最近は度重なる惰性によって歯を磨かずに寝るという禁忌を犯すことが多くなってしまった。歯の医者に通ったがいいという知り合いの言葉通り定期検診に通ってみるも、歯医者というものはなぜこうも恥ずかしいのだろうか。数ある医療機関の中でも一番である。

口内は普段誰に見せるものでもない。小さい頃は親に口を開けて物を食べるな、口の中の物が見えるのはお行儀が悪いことだというのはさんざ習ったがそうした親から教わった教訓(これはむしろ私の日頃の暮らし方や貞操観念を形づくるものですらある)の壁すらも容易く超え、恋人にすらめったに見せることのない恥部をあろうことかその場で出会った赤の他人に自らの意思で開帳し、ぴかぴかの金属棒が手入れしようと奥まで入り込まんとするのをただ受け入れるしかない。椅子に横たわり大口を開けて口内の不快感と時折走るちくちくした痛みにただただ耐える様子は、端から見たらどんなに滑稽であろうか。

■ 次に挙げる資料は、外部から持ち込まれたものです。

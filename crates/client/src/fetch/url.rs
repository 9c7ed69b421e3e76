//! URL resolution for requests handed to the worker.

/// Error type for URL resolution failures.
#[derive(Debug, Clone, thiserror::Error)]
pub enum UrlError {
    #[error("empty URL")]
    Empty,

    #[error("unsupported scheme: {0}")]
    UnsupportedScheme(String),

    #[error("invalid URL: {0}")]
    InvalidUrl(String),
}

/// Resolve a possibly-relative resource against the application origin.
///
/// Normalization steps:
/// 1. Trim leading/trailing whitespace
/// 2. Resolve relative paths against `base`
/// 3. Lowercase the host
/// 4. Remove fragment (#...)
/// 5. Keep query string intact (do not reorder)
pub fn resolve(base: &url::Url, input: &str) -> Result<url::Url, UrlError> {
    let trimmed = input.trim();

    if trimmed.is_empty() {
        return Err(UrlError::Empty);
    }

    let mut parsed = base.join(trimmed).map_err(|e| UrlError::InvalidUrl(e.to_string()))?;

    match parsed.scheme() {
        "http" | "https" => {}
        scheme => return Err(UrlError::UnsupportedScheme(scheme.to_string())),
    }

    if let Some(host) = parsed.host_str() {
        let host = host.to_lowercase();
        parsed
            .set_host(Some(&host))
            .map_err(|e| UrlError::InvalidUrl(e.to_string()))?;
    }

    parsed.set_fragment(None);

    Ok(parsed)
}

ああ恥ずかしい。みがき残しがありますね~なんて笑顔で言われようものなら、今すぐにでも逃げ出したくなる。私がガサツで自分をきれいにすることになんら関心のないことが露呈してしまうではないか。虫歯ありますね~なんて言われてみろ。ああこいつはきっと常日頃からお菓子とかをたらふく食べるくせに歯を磨くなんていう簡単なこともできない意志薄弱野郎なんだな。きっとそうに違いない。そんな視線を向けられているようにしか感じないのである。

普段から歯を丁寧に磨こう。そうしよう。そんな気持ちになるのである。